2d Cir: No qui tam cases under Medicare Secondary Payor statute

by bvernia | August 1st, 2009

On July 29, the Second Circuit affirmed the dismissal of a qui tam suit against Empire Health Choice, Inc., based on alleged violations of the MSP statute, 42 USC § 1395y(b). Woods v. Empire Health Choice, Inc., No. 07-4208-cv (2d Cir. July 29, 2009). The would-be relator alleged that Empire failed in its duty as a Medicare carrier to ensure that primary insurers paid Medicare beneficiary claims, and that Empire was itself a primary insurer and in that role failed to pay claims it was obligated to cover. The relator did not allege that he suffered any personal harm or even that he was a Medicare beneficiary.

The Court reviewed the relator’s alleged standing to bring a case in his own stead, and, noting that the relator conceded that he would not pursue a case based only on his own claims (evidence of which was attached to a response to Empire’s motion to dismiss), it concluded that he lacked constitutional standing.

Turning to his argument that the MSP created a qui tam right, the Court denied that there is a common law right to qui tam standing, and instead must be created by statute, which had been rarely done. Reading the MSP statute, the Court noted that it entitled private parties to bring suit in their own name, not that of the Government, to remedy wrongs done to the private party. The MSP statute does not even provide for the Government to share in any recovery, the Court observed; a common feature of qui tam statutes, by contrast, is an automatic provision for sharing the recovery between the relator and the U.S. Similarly, the MSP law, unlike the False Claims Act, did not provide for the Government to exercise any control over a case brought under it.

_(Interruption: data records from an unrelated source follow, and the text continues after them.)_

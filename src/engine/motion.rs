use std::sync::Arc;

use tracing::{debug, info};

use crate::error::AppError;
use crate::geo::{Point, ZoneComposer};
use crate::models::courier::{Courier, Direction};
use crate::storage::CourierStorage;

/// Zoom level at which one step is exactly [`BASE_STEP`] degrees.
pub const REFERENCE_ZOOM: i32 = 14;
const BASE_STEP: f64 = 0.001;

/// Step size in degrees for a map zoom level. Halves with every zoom level
/// above [`REFERENCE_ZOOM`] and doubles with every level below it.
pub fn step_accuracy(zoom: i32) -> f64 {
    (BASE_STEP / 2f64.powi(zoom.saturating_sub(REFERENCE_ZOOM))).abs()
}

pub fn step(location: Point, direction: Direction, zoom: i32) -> Point {
    let accuracy = step_accuracy(zoom);
    match direction {
        Direction::Up => Point::new(location.lat + accuracy, location.lng),
        Direction::Down => Point::new(location.lat - accuracy, location.lng),
        Direction::Left => Point::new(location.lat, location.lng - accuracy),
        Direction::Right => Point::new(location.lat, location.lng + accuracy),
    }
}

#[derive(Debug, Clone, Copy, PartialEq, Eq)]
pub enum MoveOutcome {
    Stepped,
    /// The step left the zone and the courier was placed at a random admissible point.
    Relocated,
}

impl MoveOutcome {
    pub fn as_label(&self) -> &'static str {
        match self {
            MoveOutcome::Stepped => "stepped",
            MoveOutcome::Relocated => "relocated",
        }
    }
}

/// Owner of the single simulated courier.
///
/// The courier lives in storage and every operation reads, modifies and
/// writes the whole record. Concurrent moves are not serialized: the last
/// write wins and an interleaved update can be lost.
#[derive(Clone)]
pub struct CourierService {
    storage: CourierStorage,
    zones: Arc<ZoneComposer>,
}

impl CourierService {
    pub fn new(storage: CourierStorage, zones: Arc<ZoneComposer>) -> Self {
        Self { storage, zones }
    }

    pub fn zones(&self) -> &ZoneComposer {
        &self.zones
    }

    /// Places a fresh courier with zero score at a random admissible point.
    pub async fn initialize(&self) -> Result<Courier, AppError> {
        let courier = Courier::new(self.zones.random_admissible_point()?);
        self.storage.save(&courier).await?;

        info!(
            lat = courier.location.lat,
            lng = courier.location.lng,
            "courier initialized"
        );
        Ok(courier)
    }

    /// Current courier, moved back into the zone first if its stored location
    /// is no longer admissible.
    pub async fn get_courier(&self) -> Result<Courier, AppError> {
        let mut courier = self
            .storage
            .get_one()
            .await?
            .ok_or_else(|| AppError::NotFound("courier not found".to_string()))?;

        if !self.zones.is_admissible(&courier.location) {
            debug!(
                lat = courier.location.lat,
                lng = courier.location.lng,
                "stored courier outside zone, relocating"
            );
            courier.location = self.zones.random_admissible_point()?;
            self.storage.save(&courier).await?;
        }

        Ok(courier)
    }

    pub async fn move_courier(
        &self,
        direction: Direction,
        zoom: i32,
    ) -> Result<(Courier, MoveOutcome), AppError> {
        let courier = self.get_courier().await?;
        self.advance(courier, direction, zoom).await
    }

    /// Applies one step to `courier` and persists the result.
    pub async fn advance(
        &self,
        mut courier: Courier,
        direction: Direction,
        zoom: i32,
    ) -> Result<(Courier, MoveOutcome), AppError> {
        let target = step(courier.location, direction, zoom);

        let outcome = if self.zones.is_admissible(&target) {
            courier.location = target;
            MoveOutcome::Stepped
        } else {
            courier.location = self.zones.random_admissible_point()?;
            MoveOutcome::Relocated
        };

        self.storage.save(&courier).await?;

        debug!(
            %direction,
            zoom,
            outcome = outcome.as_label(),
            lat = courier.location.lat,
            lng = courier.location.lng,
            "courier moved"
        );
        Ok((courier, outcome))
    }
}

The Court announced it was joining the 1st, 6th, 8th and 11th Circuits in holding that the MSP statute did not provide for qui tam suits. In doing so, the Court distinguished its prior holding in Manning v. Utils. Mut. Ins. Co., 254 F.3d 387 (2d Cir. 2001), which it concluded compared the MSP statute to the FCA only in order to identify an applicable statute of limitations.